I. The Simple Idea That Changes Everything

The world’s first laboratory-based psychology experiment was carried out by the German psychologist Professor Wilhelm Wundt in 1879. This historic study was conducted in a small room at the University of Leipzig and reveals all you need to know about how Victorian scientists approached the human mind.
Wundt could have celebrated the birth of experimental psychology by investigating any fascinating topic of his choosing. Perhaps why people fall in love, believe in God, or sometimes feel the need to kill one another. Instead, the “humourless and indefatigable” Wundt chose to conduct a strange, even bizarre, experiment involving a small brass ball.1
Wundt and two of his students gathered around a small table and connected a timer, a switch, and a carefully designed metal stand. A brass ball was then balanced on the stand, and one of Wundt’s students placed his hand a few millimeters above the switch. Seconds later, the ball was automatically released from the stand, and the timer sprang into action. The student slammed his hand down on the switch the moment that he heard the brass ball hit the table, which immediately halted the timer. By carefully recording the reading shown on the timer in his notebook, Wundt created psychology’s first data point.
It would be nice to think that after a day or so of ball dropping, Wundt would have closed his notebook, reported his findings, and moved on to something more interesting. Nice, but wrong. In fact, Wundt spent the next few years of his life observing hundreds of people responding to the same test. In the same way that physicists were trying to identify the fundamental nature of matter, so Wundt and his team were attempting to discover the fundamental building blocks of consciousness. Some of the participants were asked to press the switch the moment they heard the ball hit the table, while others were told to react when they became fully aware of the sound. In the first scenario, observers were asked to concentrate their attention on the ball, and in the second, they were asked to focus more on their own thoughts. When the tasks were performed properly, Wundt believed that the first reaction would represent a simple reflex, whereas the second was more of a conscious decision. Perhaps not surprisingly, many participants initially struggled to recognize the alleged subtle difference between the two conditions, and so were required to complete more than ten thousand trials before moving on to the experiment proper.

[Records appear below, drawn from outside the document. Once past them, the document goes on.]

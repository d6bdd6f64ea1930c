pub use crate::animation::{
    AnimatedValue, AnimationSpec, Clock, Easing, Interpolate, ManualClock, SystemClock,
};
pub use crate::color::Color;
pub use crate::geometry::{Rect, Size, Vec2};
pub use crate::input::*;
pub use crate::scene::{Scene, SceneNode};
pub use crate::signal::{Emitter, Signal, SubId, signal};
pub use crate::text::{Font, MonospaceMeasure, TextMeasure};
#[derive(Clone, Copy, Debug, Default, PartialEq)]
pub struct Vec2 {
    pub x: f32,
    pub y: f32,
}

impl Vec2 {
    pub const fn new(x: f32, y: f32) -> Self {
        Self { x, y }
    }
}

#[derive(Clone, Copy, Debug, Default, PartialEq)]
pub struct Size {
    pub width: f32,
    pub height: f32,
}

impl Size {
    pub const fn new(width: f32, height: f32) -> Self {
        Self { width, height }
    }
}

#[derive(Clone, Copy, Debug, Default, PartialEq)]
pub struct Rect {
    pub x: f32,
    pub y: f32,
    pub w: f32,
    pub h: f32,
}

impl Rect {
    pub const fn new(x: f32, y: f32, w: f32, h: f32) -> Self {
        Self { x, y, w, h }
    }

    pub fn from_size(size: Size) -> Self {
        Self::new(0.0, 0.0, size.width, size.height)
    }

    /// Edges are inclusive.
    pub fn contains(&self, p: Vec2) -> bool {
        p.x >= self.x && p.x <= self.x + self.w && p.y >= self.y && p.y <= self.y + self.h
    }

    /// True when `other` lies entirely inside `self` (shared edges count).
    pub fn contains_rect(&self, other: &Rect) -> bool {
        other.x >= self.x
            && other.y >= self.y
            && other.max_x() <= self.max_x()
            && other.max_y() <= self.max_y()
    }

    pub fn max_x(&self) -> f32 {
        self.x + self.w
    }

    pub fn max_y(&self) -> f32 {
        self.y + self.h
    }

    pub fn center_x(&self) -> f32 {
        self.x + self.w / 2.0
    }

    pub fn center(&self) -> Vec2 {
        Vec2 {
            x: self.center_x(),
            y: self.y + self.h / 2.0,
        }
    }

    pub fn size(&self) -> Size {
        Size::new(self.w, self.h)
    }

    /// Shrinks every side by `d`.
    pub fn inset(&self, d: f32) -> Rect {
        Rect {
            x: self.x + d,
            y: self.y + d,
            w: self.w - 2.0 * d,
            h: self.h - 2.0 * d,
        }
    }

    pub fn with_x(mut self, x: f32) -> Rect {
        self.x = x;
        self
    }
}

After carefully wading through the resulting mass of ball-dropping data, Wundt concluded that the reflexive response took an average of one-tenth of a second and left the participants with a very weak mental record of the sound of the ball. In contrast, consciously hearing the sound produced an average reaction time of two-tenths of a second and resulted in a far clearer experience of the ball’s impact.
Having solved the mystery of the reflexive response, Wundt devoted the rest of his career to carrying out hundreds of similar studies. His approach proved surprisingly influential, and almost every other nineteenth-century academic dabbling in matters of the mind followed in his footsteps. In psychology laboratories across Europe, researchers could hardly hear themselves think for the sound of brass balls dropping onto tables.
In America, a young philosopher and psychologist named William James was having none of it.
William James, born in 1842 in New York City, was a most remarkable man. His father was an independently wealthy, well-connected, eccentric, one-legged religious philosopher who devoted himself to educating his five children.2 As a result, much of James’s childhood was spent receiving private tutoring, visiting Europe’s leading museums and art galleries, and rubbing shoulders with the likes of Henry Thoreau, Alfred Tennyson, and Horace Greeley. James’s older brother, Henry, would go on to find fame as a novelist and his sister, Alice, as a diarist.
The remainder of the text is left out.